Improve Build Times on Kubernetes-Based Jenkins with Stateful Agents

Written by Jake Utley | Sep 20, 2020 11:21:22 PM

Our Use Case

An effective continuous integration system is a crucial component for fast-paced software development. At Hiya, we built our CI system using Jenkins deployed on Kubernetes via a fork of the official Helm chart. This decision was largely inspired by Lachlan Evenson’s tutorial video Zero to Kubernetes CI/CD in 5 minutes with Jenkins and Helm.

Traditionally, running Jenkins on Kubernetes involves dynamically creating Jenkins agents for each job. There are many benefits with this approach, but in our experience it has one critical downside: Short-lived Jenkins agents do not retain the dependencies they pull in. Each of our jobs spent 20 minutes pulling dependencies. All 20 minute delays added up to an enormous loss in productivity.

We were unable to find any community solutions to this problem, so we created an approach to deploy stateful Jenkins agents on Kubernetes. Running stateful agents allows us to persist our cache of dependencies between jobs/pods, dramatically speeding up build times. This article will explain our approach and provide a demo that can be run in the reader’s Kubernetes cluster.

Please note that all resources mentioned in this article can be found in this git repository: https://github.com/hiyainc/jenkins-stateful-agents-demo.

Alternatives Considered

Before we get into our stateful agent solution, we will cover some other approaches we tried and the downfalls we encountered with each. We build the majority of our services with Scala, so some of our approaches are JVM specific. The “stateful agent” solution, however, is technology-agnostic.

First, we tried caching our dependency artifacts on a persistent Artifactory OSS instance running within our cluster. This made no significant impact to our build times, indicating that the bottleneck was in dependency resolution, not the network.

Our second approach built agent docker images with all our dependencies statically cached. This helped initially, but degraded as projects updated their dependencies. We could regularly build new images with updated dependencies, but this is tedious and costs developer time.

The third iteration mounted a persistent volume onto each dynamically created Jenkins agent. This works, but since most persistent volume types can only be mounted onto one pod at a time, we cannot run multiple agents at the same time.

We considered modifying our third approach with a ReadWriteMany persistent volume, allowing multiple agents to run in parallel while sharing a cache. In some cases this may work, but the general approach introduces potential for race conditions. We would rather not worry about this complexity.
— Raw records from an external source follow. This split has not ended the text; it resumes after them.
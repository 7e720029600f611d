//! End-to-end tests for the report assembly pipeline.
//!
//! Validates:
//! - Images directory contents match the roles referenced by the HTML
//! - Error rows keep input order and naming
//! - Repeated generation is byte-identical
//! - Failures surface without writing the HTML
//! - Custom loaders bypass filesystem reads

use image::{DynamicImage, Rgb, RgbImage};
use rr_report::{
    generate_report, generate_report_with_loader, ErrorKind, ErrorPair, ImageFormat,
    ImageLoader, LoaderError, ReportConfig, ReportError, ReportGenerator, ReportRequest,
};
use std::collections::BTreeMap;
use std::fs;
use std::path::{Path, PathBuf};
use tempfile::TempDir;

// ============================================================================
// Helpers
// ============================================================================

/// Write a solid-color PNG and return its path.
fn write_png(path: &Path, width: u32, height: u32, color: [u8; 3]) -> PathBuf {
    RgbImage::from_pixel(width, height, Rgb(color))
        .save(path)
        .expect("write test image");
    path.to_path_buf()
}

/// Create `n` on-disk error pairs under `dir/source`.
fn error_pairs_on_disk(dir: &Path, n: usize) -> Vec<ErrorPair> {
    let source = dir.join("source");
    fs::create_dir_all(&source).unwrap();
    (0..n)
        .map(|i| {
            let shade = (i * 40 % 256) as u8;
            let origin = write_png(
                &source.join(format!("origin_{i}.png")),
                30,
                20,
                [shade, 0, 0],
            );
            let result = write_png(
                &source.join(format!("result_{i}.png")),
                30,
                20,
                [0, shade, 0],
            );
            ErrorPair::new(
                origin.to_string_lossy().into_owned(),
                result.to_string_lossy().into_owned(),
            )
        })
        .collect()
}

/// File names in a directory, sorted.
fn file_names(dir: &Path) -> Vec<String> {
    let mut names: Vec<String> = fs::read_dir(dir)
        .unwrap()
        .map(|e| e.unwrap().file_name().to_string_lossy().into_owned())
        .collect();
    names.sort();
    names
}

/// Snapshot of every file in a directory.
fn dir_contents(dir: &Path) -> BTreeMap<String, Vec<u8>> {
    file_names(dir)
        .into_iter()
        .map(|name| {
            let bytes = fs::read(dir.join(&name)).unwrap();
            (name, bytes)
        })
        .collect()
}

fn synthetic_loader(
    origin: &str,
    result: &str,
) -> Result<(DynamicImage, DynamicImage), LoaderError> {
    let paint = |key: &str| {
        let shade = (key.len() * 17 % 256) as u8;
        DynamicImage::ImageRgb8(RgbImage::from_pixel(16, 12, Rgb([shade, shade, 255])))
    };
    Ok((paint(origin), paint(result)))
}

// ============================================================================
// Scenario
// ============================================================================

#[test]
fn full_report_scenario() {
    let dir = TempDir::new().unwrap();
    let result_1 = write_png(&dir.path().join("r1.png"), 60, 40, [180, 180, 180]);
    let histogram = write_png(&dir.path().join("hist.png"), 80, 50, [70, 130, 180]);
    let pairs = error_pairs_on_disk(dir.path(), 5);

    let images_dir = dir.path().join("result_images");
    let request = ReportRequest::new(
        "出力結果",
        "0.75",
        "エラー画像が5ファイル検出されました",
        dir.path().join("output.html"),
        &images_dir,
    )
    .with_result_1(result_1)
    .with_result_2(histogram)
    .with_error_pairs(pairs);

    let outcome = generate_report(&request).expect("generate report");
    let html = fs::read_to_string(dir.path().join("output.html")).unwrap();

    assert!(html.contains("<h1>出力結果</h1>"));
    assert!(html.contains("<title>出力結果</title>"));
    assert!(html.contains("エラー画像が5ファイル検出されました"));
    assert!(html.contains(r#"<td class="evaluation">0.75</td>"#));
    assert_eq!(html.matches(r#"class="error-row""#).count(), 5);
    assert!(html.contains(r#"<img src="result_images/result_1.png" alt="Result_1">"#));
    assert!(html.contains(r#"<img src="result_images/result_2.png" alt="Result_2">"#));

    let mut expected = vec!["result_1.png".to_string(), "result_2.png".to_string()];
    for i in 0..5 {
        expected.push(format!("error_origin_{i}.png"));
        expected.push(format!("error_result_{i}.png"));
    }
    expected.sort();
    assert_eq!(file_names(&images_dir), expected);

    assert_eq!(outcome.error_count, 5);
    assert_eq!(outcome.stored_images.len(), 12);
    assert_eq!(outcome.bytes, html.len());
}

// ============================================================================
// Properties
// ============================================================================

#[test]
fn absent_result_2_creates_no_file_or_reference() {
    let dir = TempDir::new().unwrap();
    let result_1 = write_png(&dir.path().join("r1.png"), 10, 10, [1, 2, 3]);
    let images_dir = dir.path().join("images");
    let request = ReportRequest::new("T", "1", "m", dir.path().join("report.html"), &images_dir)
        .with_result_1(result_1);

    generate_report(&request).unwrap();
    let html = fs::read_to_string(dir.path().join("report.html")).unwrap();

    assert!(!html.contains("result_2."));
    assert!(html.contains(r#"<span class="no-image">なし</span>"#));
    assert_eq!(file_names(&images_dir), vec!["result_1.png".to_string()]);
}

#[test]
fn error_rows_follow_input_order() {
    let dir = TempDir::new().unwrap();
    let n = 7;
    let request = ReportRequest::new(
        "T",
        "1",
        "m",
        dir.path().join("report.html"),
        dir.path().join("images"),
    )
    .with_error_pairs(error_pairs_on_disk(dir.path(), n));

    let outcome = generate_report(&request).unwrap();
    let html = fs::read_to_string(&outcome.output_path).unwrap();

    assert_eq!(html.matches(r#"class="error-row""#).count(), n);
    let mut last = 0;
    for i in 0..n {
        let origin = html
            .find(&format!("images/error_origin_{i}.png"))
            .unwrap_or_else(|| panic!("row {i} origin missing"));
        let result = html
            .find(&format!("images/error_result_{i}.png"))
            .unwrap_or_else(|| panic!("row {i} result missing"));
        assert!(origin > last && result > origin, "row {i} out of order");
        last = result;
    }
}

#[test]
fn repeated_generation_is_byte_identical() {
    let dir = TempDir::new().unwrap();
    let result_1 = write_png(&dir.path().join("r1.png"), 25, 25, [9, 9, 9]);
    let images_dir = dir.path().join("images");
    let output = dir.path().join("report.html");
    let request = ReportRequest::new("Same", "0.1", "again", &output, &images_dir)
        .with_result_1(result_1)
        .with_error_pairs(error_pairs_on_disk(dir.path(), 3));

    generate_report(&request).unwrap();
    let first_html = fs::read(&output).unwrap();
    let first_images = dir_contents(&images_dir);

    generate_report(&request).unwrap();
    assert_eq!(fs::read(&output).unwrap(), first_html);
    assert_eq!(dir_contents(&images_dir), first_images);
}

#[test]
fn template_tokens_are_fully_replaced() {
    let dir = TempDir::new().unwrap();
    let template = dir.path().join("template.html");
    fs::write(
        &template,
        "<h1>{{TITLE}}</h1>{{EVALUATION}}|{{MESSAGE}}|{{ERROR_ROWS}}|{{RESULT_1_SRC}}|{{RESULT_2_SRC}}|{{KEEP_ME}}",
    )
    .unwrap();

    let request = ReportRequest::new(
        "a {{TITLE}} b",
        "{{",
        "{{MESSAGE}}",
        dir.path().join("report.html"),
        dir.path().join("images"),
    )
    .with_template(&template);

    generate_report(&request).unwrap();
    let html = fs::read_to_string(dir.path().join("report.html")).unwrap();

    assert_eq!(
        html,
        "<h1>a {{TITLE}} b</h1>{{|{{MESSAGE}}|        <tr><td colspan=\"2\">なし</td></tr>|||{{KEEP_ME}}"
    );
    assert_eq!(
        fs::read_to_string(&template).unwrap().matches("{{").count(),
        7,
        "template file must not be modified"
    );
}

// ============================================================================
// Failures
// ============================================================================

#[test]
fn missing_result_1_fails_without_html() {
    let dir = TempDir::new().unwrap();
    let output = dir.path().join("report.html");
    let request = ReportRequest::new("T", "1", "m", &output, dir.path().join("images"))
        .with_result_1(dir.path().join("does-not-exist.png"));

    let err = generate_report(&request).unwrap_err();
    assert_eq!(err.kind(), ErrorKind::NotFound);
    assert!(err.to_string().contains("result_1"));
    assert!(!output.exists());
}

#[test]
fn undecodable_error_image_fails_with_context() {
    let dir = TempDir::new().unwrap();
    let mut pairs = error_pairs_on_disk(dir.path(), 2);
    let bogus = dir.path().join("bogus.png");
    fs::write(&bogus, b"GIF89a but not really").unwrap();
    pairs[1].result = bogus.to_string_lossy().into_owned();

    let output = dir.path().join("report.html");
    let request = ReportRequest::new("T", "1", "m", &output, dir.path().join("images"))
        .with_error_pairs(pairs);

    let err = generate_report(&request).unwrap_err();
    assert_eq!(err.kind(), ErrorKind::DecodeFailure);
    assert!(err.to_string().contains("error_result_1"));
    assert!(!output.exists());
}

#[test]
fn missing_template_is_not_found() {
    let dir = TempDir::new().unwrap();
    let output = dir.path().join("report.html");
    let request = ReportRequest::new("T", "1", "m", &output, dir.path().join("images"))
        .with_template(dir.path().join("nope.html"));

    let err = generate_report(&request).unwrap_err();
    assert!(matches!(err, ReportError::TemplateNotFound { .. }));
    assert!(!output.exists());
}

#[test]
fn images_dir_blocked_by_file_is_io_failure() {
    let dir = TempDir::new().unwrap();
    let blocker = dir.path().join("images");
    fs::write(&blocker, b"file").unwrap();

    let request = ReportRequest::new("T", "1", "m", dir.path().join("report.html"), &blocker);
    let err = generate_report(&request).unwrap_err();
    assert_eq!(err.kind(), ErrorKind::IoFailure);
}

// ============================================================================
// Custom loader
// ============================================================================

#[test]
fn custom_loader_resolves_abstract_keys() {
    let dir = TempDir::new().unwrap();
    let n = 4;
    let pairs: Vec<ErrorPair> = (0..n)
        .map(|i| ErrorPair::new(format!("mem://origin/{i}"), format!("mem://result/{i}")))
        .collect();
    let images_dir = dir.path().join("images");
    let request = ReportRequest::new("T", "1", "m", dir.path().join("report.html"), &images_dir)
        .with_error_pairs(pairs);

    let outcome = generate_report_with_loader(&request, &synthetic_loader).unwrap();

    assert_eq!(outcome.error_count, n);
    assert_eq!(file_names(&images_dir).len(), 2 * n);
    let html = fs::read_to_string(&outcome.output_path).unwrap();
    assert!(!html.contains("mem://"));
}

#[test]
fn custom_loader_failure_aborts() {
    let dir = TempDir::new().unwrap();
    let output = dir.path().join("report.html");
    let request = ReportRequest::new("T", "1", "m", &output, dir.path().join("images"))
        .with_error_pairs(vec![ErrorPair::new("x", "y")]);

    let refuse = |_: &str, _: &str| -> Result<(DynamicImage, DynamicImage), LoaderError> {
        Err("backend offline".into())
    };
    let loader: &dyn ImageLoader = &refuse;
    let err = ReportGenerator::default_config()
        .generate_with_loader(&request, Some(loader))
        .unwrap_err();

    assert_eq!(err.kind(), ErrorKind::LoaderFailure);
    assert!(err.to_string().contains("backend offline"));
    assert!(!output.exists());
}

#[test]
fn jpeg_output_format() {
    let dir = TempDir::new().unwrap();
    let images_dir = dir.path().join("images");
    let request = ReportRequest::new("T", "1", "m", dir.path().join("report.html"), &images_dir)
        .with_result_1(DynamicImage::new_rgba8(20, 20))
        .with_error_pairs(vec![ErrorPair::new("a", "b")]);

    let generator = ReportGenerator::new(ReportConfig::new().with_image_format(ImageFormat::Jpeg));
    let loader: &dyn ImageLoader = &synthetic_loader;
    generator.generate_with_loader(&request, Some(loader)).unwrap();

    assert_eq!(
        file_names(&images_dir),
        vec![
            "error_origin_0.jpg".to_string(),
            "error_result_0.jpg".to_string(),
            "result_1.jpg".to_string(),
        ]
    );
    let html = fs::read_to_string(dir.path().join("report.html")).unwrap();
    assert!(html.contains("images/result_1.jpg"));
}

#[test]
fn non_png_sources_are_stored_as_png() {
    let dir = TempDir::new().unwrap();
    let bmp = dir.path().join("r1.bmp");
    RgbImage::from_pixel(2, 2, Rgb([10, 200, 30])).save(&bmp).unwrap();
    let gif = dir.path().join("r2.gif");
    RgbImage::from_pixel(4, 3, Rgb([0, 0, 0])).save(&gif).unwrap();
    let tiff = dir.path().join("origin.tiff");
    RgbImage::from_pixel(5, 5, Rgb([90, 90, 90])).save(&tiff).unwrap();

    let images_dir = dir.path().join("result_images");
    let request = ReportRequest::new("T", "1", "m", dir.path().join("output.html"), &images_dir)
        .with_result_1(bmp)
        .with_result_2(gif)
        .with_error_pairs(vec![ErrorPair::new(
            tiff.to_string_lossy().into_owned(),
            tiff.to_string_lossy().into_owned(),
        )]);

    generate_report(&request).expect("non-PNG sources decode");

    assert_eq!(
        file_names(&images_dir),
        vec![
            "error_origin_0.png".to_string(),
            "error_result_0.png".to_string(),
            "result_1.png".to_string(),
            "result_2.png".to_string(),
        ]
    );
    let stored = image::open(images_dir.join("result_1.png")).unwrap().to_rgb8();
    assert_eq!(stored.dimensions(), (2, 2));
    assert_eq!(*stored.get_pixel(1, 1), Rgb([10, 200, 30]));

    let html = fs::read_to_string(dir.path().join("output.html")).unwrap();
    assert!(html.contains(r#"<img src="result_images/result_1.png" alt="Result_1">"#));
}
After all these attempts, we decided to create long-lived stateful agents that each have their own persistent storage. While we could not find an existing example anywhere, we felt that this was the simplest and most reliable solution and worth figuring out.

We will need to create:

A Jenkins master, fully configured for our needs
A Jenkins agent with a static hostname and persistent volume, which automatically configures Jenkins master to use the agent
A test job that demonstrates the stateful behavior of our agent.

Our Jenkins master will not be stateful. In a production environment, a Jenkins master should be stateful, but in this article we have decided to not worry about this for simplicity’s sake. There are plenty of resources online to help you set up a persistent volume for your Jenkins master if you need help.

Note: Jenkins “agents” used to be called “slaves”, and some plugins and docker images still use the old name. We will use “agent” unless referring to one of these plugins or images.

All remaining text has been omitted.